Your goal: Transcribe the data below verbatim from the line with "in augment spaces." to the line with "and project files". Include both of those lines.

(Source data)

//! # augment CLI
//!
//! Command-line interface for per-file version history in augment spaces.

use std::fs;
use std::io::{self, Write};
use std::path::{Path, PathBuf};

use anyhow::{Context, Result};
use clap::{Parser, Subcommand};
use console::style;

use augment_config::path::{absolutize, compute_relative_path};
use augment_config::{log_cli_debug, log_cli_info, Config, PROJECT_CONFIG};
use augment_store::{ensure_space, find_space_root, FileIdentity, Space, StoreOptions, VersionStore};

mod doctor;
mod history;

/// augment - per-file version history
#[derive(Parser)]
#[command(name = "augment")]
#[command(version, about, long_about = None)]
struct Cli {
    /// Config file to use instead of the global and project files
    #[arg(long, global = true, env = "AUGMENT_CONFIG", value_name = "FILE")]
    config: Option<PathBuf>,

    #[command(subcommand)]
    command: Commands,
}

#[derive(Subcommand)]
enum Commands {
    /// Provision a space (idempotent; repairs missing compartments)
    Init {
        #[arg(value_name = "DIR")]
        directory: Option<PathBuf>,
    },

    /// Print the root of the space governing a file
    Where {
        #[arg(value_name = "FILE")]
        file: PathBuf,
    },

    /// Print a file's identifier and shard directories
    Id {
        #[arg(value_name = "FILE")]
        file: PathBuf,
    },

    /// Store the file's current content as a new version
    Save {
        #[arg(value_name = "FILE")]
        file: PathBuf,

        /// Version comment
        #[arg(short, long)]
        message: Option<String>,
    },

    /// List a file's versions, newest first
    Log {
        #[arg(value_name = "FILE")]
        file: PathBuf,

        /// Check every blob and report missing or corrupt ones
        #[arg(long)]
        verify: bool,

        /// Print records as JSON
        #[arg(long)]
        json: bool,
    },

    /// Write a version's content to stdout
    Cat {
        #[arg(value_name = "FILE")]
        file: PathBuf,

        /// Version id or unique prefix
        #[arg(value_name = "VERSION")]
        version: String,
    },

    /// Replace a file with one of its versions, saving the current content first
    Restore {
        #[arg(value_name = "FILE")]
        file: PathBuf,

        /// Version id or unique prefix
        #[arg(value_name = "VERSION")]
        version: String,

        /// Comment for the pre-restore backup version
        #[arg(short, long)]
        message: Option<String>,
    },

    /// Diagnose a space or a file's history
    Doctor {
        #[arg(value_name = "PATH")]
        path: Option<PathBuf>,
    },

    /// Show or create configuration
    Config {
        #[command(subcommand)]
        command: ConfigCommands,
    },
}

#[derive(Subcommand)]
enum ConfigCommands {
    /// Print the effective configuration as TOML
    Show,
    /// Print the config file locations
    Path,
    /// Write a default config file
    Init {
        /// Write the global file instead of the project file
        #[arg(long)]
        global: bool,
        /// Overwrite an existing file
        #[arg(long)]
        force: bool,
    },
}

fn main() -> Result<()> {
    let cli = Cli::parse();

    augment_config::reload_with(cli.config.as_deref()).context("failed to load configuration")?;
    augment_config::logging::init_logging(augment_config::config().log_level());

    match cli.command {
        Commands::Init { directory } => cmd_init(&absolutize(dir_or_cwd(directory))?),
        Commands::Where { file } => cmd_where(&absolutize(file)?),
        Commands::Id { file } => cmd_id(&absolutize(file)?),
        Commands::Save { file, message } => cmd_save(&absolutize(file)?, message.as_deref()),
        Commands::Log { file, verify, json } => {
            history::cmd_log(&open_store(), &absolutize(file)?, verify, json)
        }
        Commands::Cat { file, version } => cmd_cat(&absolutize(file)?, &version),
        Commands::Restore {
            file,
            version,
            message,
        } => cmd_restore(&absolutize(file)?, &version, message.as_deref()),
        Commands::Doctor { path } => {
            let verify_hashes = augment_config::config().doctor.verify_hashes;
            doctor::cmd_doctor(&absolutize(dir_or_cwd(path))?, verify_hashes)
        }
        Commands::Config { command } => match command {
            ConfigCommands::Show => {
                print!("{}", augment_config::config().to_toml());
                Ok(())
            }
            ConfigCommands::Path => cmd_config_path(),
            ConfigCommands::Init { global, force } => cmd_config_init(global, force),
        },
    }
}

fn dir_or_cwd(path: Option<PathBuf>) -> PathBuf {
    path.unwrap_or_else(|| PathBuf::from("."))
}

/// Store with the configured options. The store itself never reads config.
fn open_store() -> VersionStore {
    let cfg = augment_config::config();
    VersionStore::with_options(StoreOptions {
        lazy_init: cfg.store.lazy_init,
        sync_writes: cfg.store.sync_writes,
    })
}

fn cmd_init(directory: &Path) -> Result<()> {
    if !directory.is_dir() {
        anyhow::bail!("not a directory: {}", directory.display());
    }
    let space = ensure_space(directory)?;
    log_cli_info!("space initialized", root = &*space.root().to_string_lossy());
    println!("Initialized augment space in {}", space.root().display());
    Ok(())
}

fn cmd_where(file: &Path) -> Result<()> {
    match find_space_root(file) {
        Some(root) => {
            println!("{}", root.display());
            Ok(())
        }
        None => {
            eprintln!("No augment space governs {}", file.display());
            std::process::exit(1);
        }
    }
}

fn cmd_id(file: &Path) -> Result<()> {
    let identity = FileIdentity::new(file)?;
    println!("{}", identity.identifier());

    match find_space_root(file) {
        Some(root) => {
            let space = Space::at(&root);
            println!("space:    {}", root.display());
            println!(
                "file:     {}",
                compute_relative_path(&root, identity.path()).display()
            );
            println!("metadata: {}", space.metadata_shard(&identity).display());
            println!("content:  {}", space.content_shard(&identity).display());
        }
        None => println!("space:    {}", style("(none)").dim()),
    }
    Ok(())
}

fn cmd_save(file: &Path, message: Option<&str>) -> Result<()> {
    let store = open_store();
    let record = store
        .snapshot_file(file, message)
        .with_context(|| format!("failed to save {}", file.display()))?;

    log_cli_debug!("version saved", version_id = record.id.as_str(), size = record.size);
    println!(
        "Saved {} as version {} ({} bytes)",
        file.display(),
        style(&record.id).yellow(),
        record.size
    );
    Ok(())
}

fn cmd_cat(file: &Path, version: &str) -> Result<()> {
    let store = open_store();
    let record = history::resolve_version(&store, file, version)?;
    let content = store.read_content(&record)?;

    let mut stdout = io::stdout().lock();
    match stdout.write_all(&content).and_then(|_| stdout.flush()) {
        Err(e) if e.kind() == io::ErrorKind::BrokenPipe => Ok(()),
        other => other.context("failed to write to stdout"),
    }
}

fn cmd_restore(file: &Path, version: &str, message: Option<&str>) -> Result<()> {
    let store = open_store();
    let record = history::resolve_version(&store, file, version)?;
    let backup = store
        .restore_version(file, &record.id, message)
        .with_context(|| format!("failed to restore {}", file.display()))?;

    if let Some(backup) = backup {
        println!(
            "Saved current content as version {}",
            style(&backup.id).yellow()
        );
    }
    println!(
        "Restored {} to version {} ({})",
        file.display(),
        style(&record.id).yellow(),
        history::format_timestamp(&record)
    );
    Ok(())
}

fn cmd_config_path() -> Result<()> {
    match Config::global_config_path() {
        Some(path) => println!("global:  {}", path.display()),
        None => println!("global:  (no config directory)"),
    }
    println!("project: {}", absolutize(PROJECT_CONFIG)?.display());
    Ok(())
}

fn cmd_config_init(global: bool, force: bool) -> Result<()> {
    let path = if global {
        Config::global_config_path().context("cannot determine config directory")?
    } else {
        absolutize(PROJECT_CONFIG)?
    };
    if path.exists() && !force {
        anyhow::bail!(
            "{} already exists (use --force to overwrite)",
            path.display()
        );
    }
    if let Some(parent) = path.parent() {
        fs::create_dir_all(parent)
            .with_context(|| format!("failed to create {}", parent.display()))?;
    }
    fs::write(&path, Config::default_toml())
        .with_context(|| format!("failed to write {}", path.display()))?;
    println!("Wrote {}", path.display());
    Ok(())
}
...
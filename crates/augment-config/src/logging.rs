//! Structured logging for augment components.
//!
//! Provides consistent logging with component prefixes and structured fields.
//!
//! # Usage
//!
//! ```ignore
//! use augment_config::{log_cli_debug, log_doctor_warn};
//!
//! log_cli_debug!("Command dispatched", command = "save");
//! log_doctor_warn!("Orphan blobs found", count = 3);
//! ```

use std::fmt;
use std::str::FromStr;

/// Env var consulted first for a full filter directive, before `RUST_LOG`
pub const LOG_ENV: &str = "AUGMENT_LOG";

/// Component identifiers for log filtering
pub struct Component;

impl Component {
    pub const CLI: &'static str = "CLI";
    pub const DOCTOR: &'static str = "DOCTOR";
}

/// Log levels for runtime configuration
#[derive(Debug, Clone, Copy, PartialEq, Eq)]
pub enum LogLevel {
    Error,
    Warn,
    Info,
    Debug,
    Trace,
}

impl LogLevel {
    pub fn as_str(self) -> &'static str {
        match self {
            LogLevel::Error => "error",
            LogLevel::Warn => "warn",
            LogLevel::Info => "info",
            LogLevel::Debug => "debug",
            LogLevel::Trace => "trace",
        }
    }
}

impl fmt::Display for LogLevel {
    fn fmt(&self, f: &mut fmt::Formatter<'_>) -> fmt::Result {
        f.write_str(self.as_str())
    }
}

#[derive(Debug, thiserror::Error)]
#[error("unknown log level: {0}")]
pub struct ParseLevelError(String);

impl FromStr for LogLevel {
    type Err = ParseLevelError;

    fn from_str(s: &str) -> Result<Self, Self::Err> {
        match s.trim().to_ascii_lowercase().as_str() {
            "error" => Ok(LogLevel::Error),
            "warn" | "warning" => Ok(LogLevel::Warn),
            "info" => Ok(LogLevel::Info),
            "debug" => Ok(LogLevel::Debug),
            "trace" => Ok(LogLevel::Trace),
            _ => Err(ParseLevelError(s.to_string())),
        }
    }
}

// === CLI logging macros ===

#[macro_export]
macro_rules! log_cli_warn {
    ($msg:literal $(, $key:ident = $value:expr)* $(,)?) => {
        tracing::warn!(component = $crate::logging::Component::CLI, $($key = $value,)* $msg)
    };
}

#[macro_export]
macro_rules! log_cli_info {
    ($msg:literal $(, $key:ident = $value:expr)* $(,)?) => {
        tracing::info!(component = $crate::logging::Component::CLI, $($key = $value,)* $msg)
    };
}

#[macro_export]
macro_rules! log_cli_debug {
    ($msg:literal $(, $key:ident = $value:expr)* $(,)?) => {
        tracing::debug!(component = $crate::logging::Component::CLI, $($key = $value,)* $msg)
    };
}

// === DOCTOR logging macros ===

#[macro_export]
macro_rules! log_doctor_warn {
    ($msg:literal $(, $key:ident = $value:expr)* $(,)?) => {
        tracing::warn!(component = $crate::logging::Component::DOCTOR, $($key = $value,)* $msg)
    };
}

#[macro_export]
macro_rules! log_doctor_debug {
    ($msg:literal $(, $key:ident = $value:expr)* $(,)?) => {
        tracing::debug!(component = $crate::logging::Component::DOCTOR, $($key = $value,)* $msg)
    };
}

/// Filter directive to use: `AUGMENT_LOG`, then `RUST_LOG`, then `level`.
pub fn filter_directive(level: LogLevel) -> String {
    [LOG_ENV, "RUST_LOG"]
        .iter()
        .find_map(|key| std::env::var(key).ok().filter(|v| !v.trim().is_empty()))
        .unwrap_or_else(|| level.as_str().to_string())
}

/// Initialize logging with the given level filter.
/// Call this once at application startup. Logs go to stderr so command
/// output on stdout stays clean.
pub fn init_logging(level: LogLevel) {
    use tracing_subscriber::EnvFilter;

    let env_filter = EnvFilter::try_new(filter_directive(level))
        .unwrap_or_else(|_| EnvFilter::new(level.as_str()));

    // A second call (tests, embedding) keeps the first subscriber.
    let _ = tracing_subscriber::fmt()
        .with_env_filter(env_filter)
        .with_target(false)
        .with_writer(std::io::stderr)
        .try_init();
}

Reply to the task:
//! Command-line interface for per-file version history in augment spaces.

use std::fs;
use std::io::{self, Write};
use std::path::{Path, PathBuf};

use anyhow::{Context, Result};
use clap::{Parser, Subcommand};
use console::style;

use augment_config::path::{absolutize, compute_relative_path};
use augment_config::{log_cli_debug, log_cli_info, Config, PROJECT_CONFIG};
use augment_store::{ensure_space, find_space_root, FileIdentity, Space, StoreOptions, VersionStore};

mod doctor;
mod history;

/// augment - per-file version history
#[derive(Parser)]
#[command(name = "augment")]
#[command(version, about, long_about = None)]
struct Cli {
    /// Config file to use instead of the global and project files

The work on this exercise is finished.